**WHAT IS BEING ASKED**
Find the string "GeocodeError" in the records and copy each line where it occurs.

Dataset entries:
══════

/// REGION RESOLVER
///
/// Reverse geocoding of a course centroid to its administrative region.
/// The pipeline only sees the `RegionResolver` trait. Lookups are
/// best-effort: callers turn every failure into the `"Unknown"` label.

use std::sync::Mutex;
use std::time::{Duration, Instant};

use serde::Deserialize;
use tracing::debug;

use crate::config::GeocoderConfig;
use crate::error::GeocodeError;

/// Maps a coordinate to a state/province name.
pub trait RegionResolver: Send + Sync {
    /// `Ok(None)` when the service knows no region for the point.
    fn resolve(&self, lat: f64, lon: f64) -> Result<Option<String>, GeocodeError>;
}

/// Never looks anything up. Used when geocoding is disabled.
#[derive(Debug, Default, Clone, Copy)]
pub struct OfflineResolver;

impl RegionResolver for OfflineResolver {
    fn resolve(&self, _lat: f64, _lon: f64) -> Result<Option<String>, GeocodeError> {
        Ok(None)
    }
}

/// Nominatim reverse geocoding response (only the parts we read)
#[derive(Debug, Deserialize)]
struct ReverseResponse {
    address: Option<ReverseAddress>,
    error: Option<String>,
}

#[derive(Debug, Deserialize)]
struct ReverseAddress {
    state: Option<String>,
    province: Option<String>,
}

/// Enforces a minimum gap between requests
struct RateLimiter {
    last_request: Mutex<Option<Instant>>,
    min_interval: Duration,
}

impl RateLimiter {
    fn new(min_interval_ms: u64) -> Self {
        Self {
            last_request: Mutex::new(None),
            min_interval: Duration::from_millis(min_interval_ms),
        }
    }

    /// Sleep if necessary; holding the lock serializes callers
    fn wait(&self) {
        let mut last = match self.last_request.lock() {
            Ok(guard) => guard,
            Err(poisoned) => poisoned.into_inner(),
        };

        if let Some(last_time) = *last {
            let elapsed = last_time.elapsed();
            if elapsed < self.min_interval {
                let wait_time = self.min_interval - elapsed;
                debug!("Rate limiting: waiting {:?}", wait_time);
                std::thread::sleep(wait_time);
            }
        }

        *last = Some(Instant::now());
    }
}

/// Blocking client for a Nominatim-compatible `/reverse` endpoint.
pub struct NominatimResolver {
    client: reqwest::blocking::Client,
    base_url: String,
    language: String,
    rate_limiter: RateLimiter,
}

impl NominatimResolver {
    pub fn new(config: &GeocoderConfig) -> Result<Self, GeocodeError> {
        Self::with_timeout(config, Duration::from_secs(config.timeout_secs))
    }

    pub fn with_timeout(config: &GeocoderConfig, timeout: Duration) -> Result<Self, GeocodeError> {
        let client = reqwest::blocking::Client::builder()
            .timeout(timeout)
            .user_agent(config.user_agent.clone())
            .build()
            .map_err(|e| GeocodeError::Lookup(format!("could not build HTTP client: {}", e)))?;

        Ok(Self {
            client,
            base_url: config.base_url.trim_end_matches('/').to_string(),
            language: config.language.clone(),
            rate_limiter: RateLimiter::new(config.min_interval_ms),
        })
    }
}

impl RegionResolver for NominatimResolver {
    fn resolve(&self, lat: f64, lon: f64) -> Result<Option<String>, GeocodeError> {
        self.rate_limiter.wait();

        let url = format!("{}/reverse", self.base_url);
        debug!("Reverse geocoding ({:.5}, {:.5})", lat, lon);

        let response = self
            .client
            .get(&url)
            .query(&[
                ("format", "jsonv2".to_string()),
                ("lat", lat.to_string()),
                ("lon", lon.to_string()),
                ("accept-language", self.language.clone()),
            ])
            .send()?;

        let status = response.status();
        if !status.is_success() {
            return Err(GeocodeError::Lookup(format!("HTTP {}", status.as_u16())));
        }

        let body = response.text()?;
        region_from_response(&body)
    }
}

/// Pulls the region out of a reverse geocoding JSON body.
///
/// Nominatim answers points in the sea with `{"error": "Unable to geocode"}`;
/// that is a "no region" answer, not a failure.
pub fn region_from_response(body: &str) -> Result<Option<String>, GeocodeError> {
    let parsed: ReverseResponse = serde_json::from_str(body)
        .map_err(|e| GeocodeError::Lookup(format!("unexpected response: {}", e)))?;

    if let Some(error) = parsed.error {
        debug!("Geocoder returned no match: {}", error);
        return Ok(None);
    }

    Ok(parsed
        .address
        .and_then(|a| a.state.or(a.province))
        .filter(|s| !s.trim().is_empty()))
}

/// Builds the resolver the config asks for.
pub fn resolver_from_config(config: &GeocoderConfig) -> Result<Box<dyn RegionResolver>, GeocodeError> {
    if config.enabled {
        Ok(Box::new(NominatimResolver::new(config)?))
    } else {
        Ok(Box::new(OfflineResolver))
    }
}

══════

**ANSWER BELOW**
use crate::error::GeocodeError;
    fn resolve(&self, lat: f64, lon: f64) -> Result<Option<String>, GeocodeError>;
    fn resolve(&self, _lat: f64, _lon: f64) -> Result<Option<String>, GeocodeError> {
    pub fn new(config: &GeocoderConfig) -> Result<Self, GeocodeError> {
    pub fn with_timeout(config: &GeocoderConfig, timeout: Duration) -> Result<Self, GeocodeError> {
            .map_err(|e| GeocodeError::Lookup(format!("could not build HTTP client: {}", e)))?;
    fn resolve(&self, lat: f64, lon: f64) -> Result<Option<String>, GeocodeError> {
            return Err(GeocodeError::Lookup(format!("HTTP {}", status.as_u16())));
pub fn region_from_response(body: &str) -> Result<Option<String>, GeocodeError> {
        .map_err(|e| GeocodeError::Lookup(format!("unexpected response: {}", e)))?;
pub fn resolver_from_config(config: &GeocoderConfig) -> Result<Box<dyn RegionResolver>, GeocodeError> {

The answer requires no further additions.